I went back into the living room. Mum’s head was flopped over to one side, her eyes closed. She wore these red satin pyjamas to assist her movement and the front of the top was darkened with drool. Penny was ineffectually wiping her chin, and so I took over and stroked her hair and apologized, and then I held her dead-bird hands and said that, actually, the flat was lovely, perfect, and we should definitely buy it.
So that’s how I came to live in Rotherhithe.
At the funeral, friends of mum – including some distant relatives from York whom I’d never even met before – said that they would come and visit me in my new place, and to get in touch if I ever needed anything. But I didn’t encourage them, and no one pressed the issue. I suppose they didn’t want to intrude, and presumed that my own friends were looking after me.
Rashida was the only person I wanted to tell, because she had actually met mum. We became friends in Year Eight, and because her dad rationed her computer time she used to come over after school to play on mine. Mum would bring us Boasters covered in whipped cream and tell Rashida about how she had once hoped to go to India but then got pregnant with me and so never did, and that she hoped I would go there one day instead. Back then, before she got ill, I’d show my impatience when she repeated herself and said silly things. ‘But I don’t want to go to India!’ I’d say, and Rashida would giggle and whisper to me, ‘Neither do I.’
I hadn’t spoken to Rashida for a few years, but had kept track of her on Facebook, and knew she had moved to Rottingdean with her fiancé, a management consultant. I sent her a message telling her mum had died, and she said she was sorry, and that if I was ever in Rottingdean I must visit her and Stuart. I noticed that she had posted a new picture showing off her engagement ring, and she had done her nails like the girls at school, with a stupid white stripe across the top, which was disappointing.
I didn’t tell anyone else, but I announced my change of address on Facebook. In reply a girl called Lucy, who I’d worked with at Caffè Nero, sent a message saying she was now managing a sandwich shop nearby in Canary Wharf, and that we should meet up. But Lucy was always quite odd. On her breaks she used to go to the Superdrug down the road and steal make-up testers. She was always asking whether I wanted her to steal me something, and got offended when I said no, even though she could see I didn’t wear make-up.
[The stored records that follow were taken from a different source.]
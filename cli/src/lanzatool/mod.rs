// cli/src/lanzatool/mod.rs: installer building blocks

pub mod bootspec;
pub mod config;
pub mod error;
pub mod esp;
pub mod gc;
pub mod generation;
pub mod inspect;
pub mod install;
pub mod loader;
pub mod lock;
pub mod logging;
pub mod policy;
pub mod signer;
pub mod uki;
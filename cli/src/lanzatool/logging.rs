// cli/src/lanzatool/logging.rs: tracing subscriber setup
//
// Diagnostics go to stderr through tracing; the operator summary printed by
// the commands goes to stdout and is unaffected by the filter.

use tracing_subscriber::EnvFilter;

pub const LOG_ENV: &str = "LZBT_LOG";

/// Filter directive for `-v` count when `LZBT_LOG` is unset.
pub fn default_directive(verbosity: u8) -> &'static str {
    match verbosity {
        0 => "warn",
        1 => "info",
        2 => "debug",
        _ => "trace",
    }
}

pub fn init(verbosity: u8) {
    let filter = EnvFilter::try_from_env(LOG_ENV).unwrap_or_else(|_| EnvFilter::new(default_directive(verbosity)));
    // A second init (tests) keeps the first subscriber.
    let _ = tracing_subscriber::fmt()
        .with_env_filter(filter)
        .with_writer(std::io::stderr)
        .with_target(false)
        .try_init();
}

#[cfg(test)]
mod tests {
    use super::*;

    #[test]
    fn verbosity_maps_to_levels() {
        assert_eq!(default_directive(0), "warn");
        assert_eq!(default_directive(1), "info");
        assert_eq!(default_directive(2), "debug");
        assert_eq!(default_directive(9), "trace");
    }
}
//! Configuration lzbt embeds into the stub as PE sections.
//!
//! The stub is built once; everything generation-specific is appended by
//! lzbt and then covered by the Secure Boot signature over the whole image.

use alloc::string::String;
use core::fmt;

use crate::digest::Digest;
use crate::layout::{from_uefi_path, ArtifactKind};
use crate::pe::{PeError, PeImage};

pub const OS_RELEASE: &str = ".osrel";
pub const CMDLINE: &str = ".cmdline";
pub const KERNEL_PATH: &str = ".kernelp";
pub const INITRD_PATH: &str = ".initrdp";
pub const KERNEL_DIGEST: &str = ".kernelh";
pub const INITRD_DIGEST: &str = ".initrdh";

#[derive(Debug, Clone, PartialEq, Eq)]
pub enum ConfigError {
    Image(PeError),
    MissingSection(&'static str),
    NotUtf8(&'static str),
    BadDigest(&'static str),
    UnsafePath(&'static str),
}

impl fmt::Display for ConfigError {
    fn fmt(&self, f: &mut fmt::Formatter<'_>) -> fmt::Result {
        match self {
            ConfigError::Image(e) => write!(f, "unreadable image: {e}"),
            ConfigError::MissingSection(s) => write!(f, "section {s} missing, was the stub assembled by lzbt?"),
            ConfigError::NotUtf8(s) => write!(f, "section {s} is not UTF-8"),
            ConfigError::BadDigest(s) => write!(f, "section {s} does not hold a 32-byte digest"),
            ConfigError::UnsafePath(s) => write!(f, "section {s} holds a path outside the ESP root"),
        }
    }
}

impl From<PeError> for ConfigError {
    fn from(e: PeError) -> Self {
        ConfigError::Image(e)
    }
}

/// Generation-specific stub configuration.
#[derive(Debug, Clone, PartialEq, Eq)]
pub struct EmbeddedConfig {
    pub os_release: String,
    /// Kernel command line, UTF-8, space separated.
    pub cmdline: String,
    /// `\EFI\nixos\...` path of the signed kernel, relative to the stub's volume.
    pub kernel_path: String,
    pub kernel_digest: Digest,
    pub initrd_path: String,
    pub initrd_digest: Digest,
}

impl EmbeddedConfig {
    /// Section name/contents pairs, in the order lzbt appends them.
    pub fn sections(&self) -> [(&'static str, &[u8]); 6] {
        [
            (OS_RELEASE, self.os_release.as_bytes()),
            (CMDLINE, self.cmdline.as_bytes()),
            (INITRD_PATH, self.initrd_path.as_bytes()),
            (KERNEL_PATH, self.kernel_path.as_bytes()),
            (INITRD_DIGEST, self.initrd_digest.as_bytes()),
            (KERNEL_DIGEST, self.kernel_digest.as_bytes()),
        ]
    }

    /// Decode from an assembled image. Paths that are not absolute UEFI
    /// paths below the volume root are rejected here, before any file is
    /// opened.
    pub fn from_image(pe: &PeImage<'_>) -> Result<Self, ConfigError> {
        Ok(Self {
            os_release: string_section(pe, OS_RELEASE)?,
            cmdline: string_section(pe, CMDLINE)?,
            kernel_path: path_section(pe, KERNEL_PATH)?,
            kernel_digest: digest_section(pe, KERNEL_DIGEST)?,
            initrd_path: path_section(pe, INITRD_PATH)?,
            initrd_digest: digest_section(pe, INITRD_DIGEST)?,
        })
    }

    pub fn artifact(&self, kind: ArtifactKind) -> (&str, &Digest) {
        match kind {
            ArtifactKind::Kernel => (&self.kernel_path, &self.kernel_digest),
            ArtifactKind::Initrd => (&self.initrd_path, &self.initrd_digest),
        }
    }
}

fn raw_section<'a>(pe: &PeImage<'a>, name: &'static str) -> Result<&'a [u8], ConfigError> {
    pe.section_data(name)?.ok_or(ConfigError::MissingSection(name))
}

fn string_section(pe: &PeImage<'_>, name: &'static str) -> Result<String, ConfigError> {
    let raw = raw_section(pe, name)?;
    let text = core::str::from_utf8(raw).map_err(|_| ConfigError::NotUtf8(name))?;
    Ok(String::from(text.trim_end_matches('\0')))
}

fn path_section(pe: &PeImage<'_>, name: &'static str) -> Result<String, ConfigError> {
    let path = string_section(pe, name)?;
    from_uefi_path(&path).ok_or(ConfigError::UnsafePath(name))?;
    Ok(path)
}

fn digest_section(pe: &PeImage<'_>, name: &'static str) -> Result<Digest, ConfigError> {
    Digest::from_slice(raw_section(pe, name)?).ok_or(ConfigError::BadDigest(name))
}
I had seventy-three other friends on Facebook, girls from school mostly, but they weren’t proper friends. Our entire year was ‘friends’ with one another. It was like at Christmas, when everyone would give everyone else a card whether they liked them or not, just so they’d get one back in return and could compare the thickness of their hauls over lunch. A couple of them used to be actively mean to me and Rashida but that tailed off in Year Ten when they got interested in boys and turned their attention to the girls who were their competition.
Every so often, someone would post details of an open invitation party. Once, I went along to one, organized by Tash Emmerson. This was in 2009; mum suggested it when we realized that I hadn’t been out for seven months. The party was in a cavernous bar in Holborn with horribly loud music; I remember this one song that went, over and over again, ‘Tonight’s going to be a good night’, which was ironic. A glass of orange juice cost £3.50. Everyone was talking about their experiences at ‘uni’, which I couldn’t contribute to, and when they weren’t doing that they took photos of each other. I felt so drained just being around them I had to prop myself up against a wall in the corner.
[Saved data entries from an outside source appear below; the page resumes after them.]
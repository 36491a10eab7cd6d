// cli/src/lanzatool/gc.rs: remove what no retained generation needs
//
// UKIs are kept or removed by generation id. Artifacts are kept when any
// surviving UKI references them, where references are read back from the
// UKIs on the ESP rather than recomputed, so a retained generation that
// failed to reinstall keeps the files its old UKI points at.

use std::collections::{BTreeSet, HashSet};

use lanzaboote_shared::layout::{
    from_uefi_path, is_managed_artifact, is_temp_file, parse_uki_file_name, ARTIFACT_DIR, FALLBACK_DIR,
    LINUX_DIR, SYSTEMD_DIR,
};
use lanzaboote_shared::pe::PeImage;
use lanzaboote_shared::{EmbeddedConfig, GenerationId};
use serde::Serialize;
use tracing::{info, warn};

use super::error::Result;
use super::esp::Esp;

const LOADER_DIR: &str = "loader";

/// Which generation ids survive this run.
#[derive(Debug, Clone, Default)]
pub struct Retention {
    numbers: BTreeSet<u64>,
    dropped: BTreeSet<GenerationId>,
}

impl Retention {
    pub fn new(numbers: impl IntoIterator<Item = u64>) -> Self {
        Self { numbers: numbers.into_iter().collect(), dropped: BTreeSet::new() }
    }

    /// Exclude one id of an otherwise retained generation, e.g. because its
    /// store paths were garbage collected.
    pub fn drop_id(&mut self, id: GenerationId) {
        self.dropped.insert(id);
    }

    /// Retain an extra generation number, e.g. an older entry standing in
    /// for one that could not be installed.
    pub fn keep_number(&mut self, number: u64) {
        self.numbers.insert(number);
    }

    pub fn retains(&self, id: &GenerationId) -> bool {
        self.numbers.contains(&id.number) && !self.dropped.contains(id)
    }
}

#[derive(Debug, Clone, Default, Serialize)]
pub struct GcReport {
    pub removed: Vec<String>,
    /// Set when a retained UKI could not be read, so no artifact was removed.
    pub artifacts_skipped: bool,
}

pub fn collect_garbage(esp: &Esp, retention: &Retention) -> Result<GcReport> {
    let mut report = GcReport::default();

    for dir in [LINUX_DIR, ARTIFACT_DIR, SYSTEMD_DIR, FALLBACK_DIR, LOADER_DIR] {
        for name in esp.list(dir)? {
            if is_temp_file(&name) {
                remove(esp, &format!("{dir}/{name}"), &mut report)?;
            }
        }
    }

    let mut kept_ukis = Vec::new();
    for name in esp.list(LINUX_DIR)? {
        let Some(id) = parse_uki_file_name(&name) else {
            continue;
        };
        let path = format!("{LINUX_DIR}/{name}");
        if retention.retains(&id) {
            kept_ukis.push(path);
        } else {
            remove(esp, &path, &mut report)?;
        }
    }

    let Some(referenced) = referenced_artifacts(esp, &kept_ukis) else {
        report.artifacts_skipped = true;
        return Ok(report);
    };

    for name in esp.list(ARTIFACT_DIR)? {
        let path = format!("{ARTIFACT_DIR}/{name}");
        if is_managed_artifact(&name) && !referenced.contains(&path) {
            remove(esp, &path, &mut report)?;
        }
    }

    Ok(report)
}

/// `None` if any UKI cannot be decoded.
fn referenced_artifacts(esp: &Esp, ukis: &[String]) -> Option<HashSet<String>> {
    let mut referenced = HashSet::new();
    for uki in ukis {
        match read_references(esp, uki) {
            Ok(paths) => referenced.extend(paths),
            Err(reason) => {
                warn!(%uki, %reason, "cannot read artifact references, keeping all artifacts");
                return None;
            }
        }
    }
    Some(referenced)
}

fn read_references(esp: &Esp, uki: &str) -> std::result::Result<[String; 2], String> {
    let image = esp.read(uki).map_err(|e| e.to_string())?;
    let pe = PeImage::parse(&image).map_err(|e| e.to_string())?;
    let config = EmbeddedConfig::from_image(&pe).map_err(|e| e.to_string())?;
    let esp_path = |p: &str| from_uefi_path(p).ok_or_else(|| format!("bad path {p}"));
    Ok([esp_path(&config.kernel_path)?, esp_path(&config.initrd_path)?])
}

fn remove(esp: &Esp, path: &str, report: &mut GcReport) -> Result<()> {
    esp.remove(path)?;
    info!(%path, "removed");
    report.removed.push(path.to_string());
    Ok(())
}

/// Generation ids that have a UKI on the ESP.
pub fn installed_generations(esp: &Esp) -> Result<Vec<GenerationId>> {
    Ok(esp
        .list(LINUX_DIR)?
        .iter()
        .filter_map(|name| parse_uki_file_name(name))
        .collect())
}

/// For every retained generation that will have no UKI after this run, keep
/// the newest older entry that is still on the ESP, chosen from
/// `candidates` (numbers the profile still has but the limit cut off).
/// Returns the numbers kept in addition.
pub fn backfill_retention(esp: &Esp, retention: &mut Retention, candidates: &[u64]) -> Result<Vec<u64>> {
    let on_esp: BTreeSet<u64> = installed_generations(esp)?
        .into_iter()
        .filter(|id| id.specialisation.is_none())
        .map(|id| id.number)
        .collect();

    let missing = retention
        .numbers
        .iter()
        .filter(|&&n| {
            let id = GenerationId::new(n);
            !retention.retains(&id) || !on_esp.contains(&n)
        })
        .count();
    if missing == 0 {
        return Ok(Vec::new());
    }

    let mut available: Vec<u64> = candidates
        .iter()
        .copied()
        .filter(|n| on_esp.contains(n) && !retention.numbers.contains(n))
        .collect();
    available.sort_unstable_by(|a, b| b.cmp(a));
    available.dedup();
    available.truncate(missing);

    for &n in &available {
        warn!(generation = n, "keeping older entry in place of one that is not bootable");
        retention.keep_number(n);
    }
    Ok(available)
}

#[cfg(test)]
mod tests {
    use super::*;
    use lanzaboote_shared::layout::to_uefi_path;
    use lanzaboote_shared::pe::append_sections;
    use lanzaboote_shared::pe::testing::minimal_efi_image;
    use lanzaboote_shared::{artifact_digest, ArtifactKind};
    use pretty_assertions::assert_eq;

    /// Install a fake generation: artifacts plus a UKI that references them.
    fn install(esp: &Esp, id: &GenerationId, kernel: &[u8]) {
        let kd = artifact_digest(kernel);
        let id_ = artifact_digest(b"initrd");
        let kernel_path = id.artifact_path(ArtifactKind::Kernel, &kd);
        let initrd_path = id.artifact_path(ArtifactKind::Initrd, &id_);
        esp.write_atomic(&kernel_path, kernel).unwrap();
        esp.write_atomic(&initrd_path, b"initrd").unwrap();
        let config = EmbeddedConfig {
            os_release: "ID=nixos\n".into(),
            cmdline: "init=/init".into(),
            kernel_path: to_uefi_path(&kernel_path),
            kernel_digest: kd,
            initrd_path: to_uefi_path(&initrd_path),
            initrd_digest: id_,
        };
        let uki = append_sections(&minimal_efi_image(), &config.sections()).unwrap();
        esp.write_atomic(&id.uki_path(), &uki).unwrap();
    }

    fn files(esp: &Esp) -> Vec<String> {
        let mut all = Vec::new();
        for dir in [LINUX_DIR, ARTIFACT_DIR] {
            all.extend(esp.list(dir).unwrap().into_iter().map(|n| format!("{dir}/{n}")));
        }
        all
    }

    #[test]
    fn removes_only_non_retained() {
        let dir = tempfile::tempdir().unwrap();
        let esp = Esp::open(dir.path()).unwrap();
        for n in 1..=3 {
            install(&esp, &GenerationId::new(n), format!("kernel-{n}").as_bytes());
        }

        let report = collect_garbage(&esp, &Retention::new([2, 3])).unwrap();
        assert!(!report.artifacts_skipped);
        assert_eq!(report.removed.len(), 3);

        let left = files(&esp);
        assert!(left.iter().all(|f| !f.contains("generation-1")));
        assert_eq!(left.iter().filter(|f| f.contains("generation-2")).count(), 3);
        assert_eq!(left.iter().filter(|f| f.contains("generation-3")).count(), 3);
    }

    #[test]
    fn dropped_specialisation_removed() {
        let dir = tempfile::tempdir().unwrap();
        let esp = Esp::open(dir.path()).unwrap();
        let special = GenerationId::specialised(5, "gaming").unwrap();
        install(&esp, &GenerationId::new(5), b"k");
        install(&esp, &special, b"k");

        let mut retention = Retention::new([5]);
        retention.drop_id(special.clone());
        collect_garbage(&esp, &retention).unwrap();
        assert_eq!(installed_generations(&esp).unwrap(), vec![GenerationId::new(5)]);
    }

    #[test]
    fn zero_padded_names_are_not_ours() {
        let dir = tempfile::tempdir().unwrap();
        let esp = Esp::open(dir.path()).unwrap();
        install(&esp, &GenerationId::new(42), b"k");
        esp.write_atomic("EFI/Linux/nixos-generation-042.efi", b"foreign").unwrap();

        collect_garbage(&esp, &Retention::new([42])).unwrap();
        assert_eq!(installed_generations(&esp).unwrap(), vec![GenerationId::new(42)]);
        assert!(esp.exists("EFI/Linux/nixos-generation-042.efi"));
    }

    #[test]
    fn older_entry_stands_in_for_missing_one() {
        let dir = tempfile::tempdir().unwrap();
        let esp = Esp::open(dir.path()).unwrap();
        for n in 1..=3 {
            install(&esp, &GenerationId::new(n), format!("kernel-{n}").as_bytes());
        }

        // Limit 2 over [1..=4]; generation 4 never made it onto the ESP.
        let mut retention = Retention::new([4, 3]);
        let kept = backfill_retention(&esp, &mut retention, &[2, 1]).unwrap();
        assert_eq!(kept, vec![2]);
        collect_garbage(&esp, &retention).unwrap();

        let mut left = installed_generations(&esp).unwrap();
        left.sort();
        assert_eq!(left, vec![GenerationId::new(2), GenerationId::new(3)]);
    }

    #[test]
    fn dropped_generation_is_backfilled_too() {
        let dir = tempfile::tempdir().unwrap();
        let esp = Esp::open(dir.path()).unwrap();
        for n in 1..=2 {
            install(&esp, &GenerationId::new(n), format!("kernel-{n}").as_bytes());
        }

        let mut retention = Retention::new([2]);
        retention.drop_id(GenerationId::new(2));
        assert_eq!(backfill_retention(&esp, &mut retention, &[1]).unwrap(), vec![1]);
        assert!(retention.retains(&GenerationId::new(1)));
    }

    #[test]
    fn nothing_backfilled_when_all_present() {
        let dir = tempfile::tempdir().unwrap();
        let esp = Esp::open(dir.path()).unwrap();
        for n in 1..=2 {
            install(&esp, &GenerationId::new(n), format!("kernel-{n}").as_bytes());
        }
        let mut retention = Retention::new([2]);
        assert!(backfill_retention(&esp, &mut retention, &[1]).unwrap().is_empty());
        assert!(!retention.retains(&GenerationId::new(1)));
    }

    #[test]
    fn stale_temp_files_and_orphans_removed() {
        let dir = tempfile::tempdir().unwrap();
        let esp = Esp::open(dir.path()).unwrap();
        install(&esp, &GenerationId::new(1), b"k");
        esp.write_atomic("EFI/Linux/.lzbt-crashed", b"").unwrap();
        esp.write_atomic("EFI/nixos/generation-1-kernel-0000000000000000.efi", b"old").unwrap();
        esp.write_atomic("EFI/nixos/unrelated.efi", b"keep").unwrap();
        esp.write_atomic("EFI/Linux/other-distro.efi", b"keep").unwrap();

        let report = collect_garbage(&esp, &Retention::new([1])).unwrap();
        assert_eq!(
            report.removed,
            vec!["EFI/Linux/.lzbt-crashed", "EFI/nixos/generation-1-kernel-0000000000000000.efi"]
        );
        assert!(esp.exists("EFI/nixos/unrelated.efi"));
        assert!(esp.exists("EFI/Linux/other-distro.efi"));
    }

    #[test]
    fn unreadable_uki_keeps_all_artifacts() {
        let dir = tempfile::tempdir().unwrap();
        let esp = Esp::open(dir.path()).unwrap();
        install(&esp, &GenerationId::new(1), b"k");
        esp.write_atomic("EFI/Linux/nixos-generation-2.efi", b"garbage").unwrap();
        esp.write_atomic("EFI/nixos/generation-9-kernel-0000000000000000.efi", b"orphan").unwrap();

        let report = collect_garbage(&esp, &Retention::new([1, 2])).unwrap();
        assert!(report.artifacts_skipped);
        assert!(esp.exists("EFI/nixos/generation-9-kernel-0000000000000000.efi"));
    }
}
What was odd was that a lot of them were keen to have their photos taken with me even though, as I say, we could not be described as proper friends. I remember Louise Wintergaarden and Beth Scoone advancing on me at the same time from both sides and throwing their arms around me, as if we were really close. When the picture was taken, they dropped their arms and walked off without a word. Then it was Lucy Neill and Tash and Ellie Kudrow. When they put the photos up on Facebook, they didn’t even bother to tag me. I showed one of the pictures to mum and she said the girls looked really tacky, with their bleached hair and orange faces, and that I looked like Cinderella sandwiched between the two wicked stepsisters. I didn’t tell her that under one of the pictures someone had commented, Ah, the old stand next to a munter trick? I didn’t care, but I knew she’d get upset.
After that I didn’t go to any more parties, but I read their updates. I didn’t understand what they were on about most of the time. It’d be gossip about people I didn’t know or references to TV programmes and celebrities and YouTube clips I didn’t recognize. Sometimes I’d follow the links they were all getting so excited about but they’d always turn out to be some idiotic thing, like a photo of a kitten squashed into a wine glass or a video of a teenager in Moscow singing badly in his bedroom. And always, these pictures of them dressed up to the nines, sucking in their cheeks, cocking one leg in front of the other like horses. It was like they had all had a lesson I hadn’t been invited to – nor wanted to be invited to – in which they learned that hair must be straightened, nails must have that white stripe across the tip, and that you had to wear your watch on the inside of your wrist and your handbag in the crook of your elbow, with your arm stuck up like it’s been broken.
It was the same with their status updates. Sometimes they’d post these elliptical messages, which didn’t make sense by themselves, like sometimes it’s better not to know or well, that’s fcked it then, without making clear what they were referring to. Their lives were filled with banal drama. I remember that Raquel Jacobs wrote once that – OMG!!! – she had dropped her Oyster card down the toilet. I mean, who needs or wants to know that? It seemed incredibly stupid and pointless, yet they all responded to each other as if these things were interesting and important and funny, using all this made up language like whhhoooop, or misspelling words like hunny, or abbreviating words for no reason, and putting XXX at the end of everything they wrote.
It wasn’t that I wanted to be like that myself. But I just didn’t understand how everyone seemed to have mastered it, to know what language to use and respond instantly to comments in the ‘right’ way. Even people who were really stupid at school, like Eva Greenland, seemed able to do it.
Very occasionally, someone would post a proper question, such as what were the advantages of using an external hard drive with their PC versus an internal one. Those I would reply to, and sometimes got a response. Esther Moody wrote back Thnx u r star xxx when I advised her how to change her Google settings from Autofill. However, the vast majority of what they wrote was nonsense and had no relevance to my life.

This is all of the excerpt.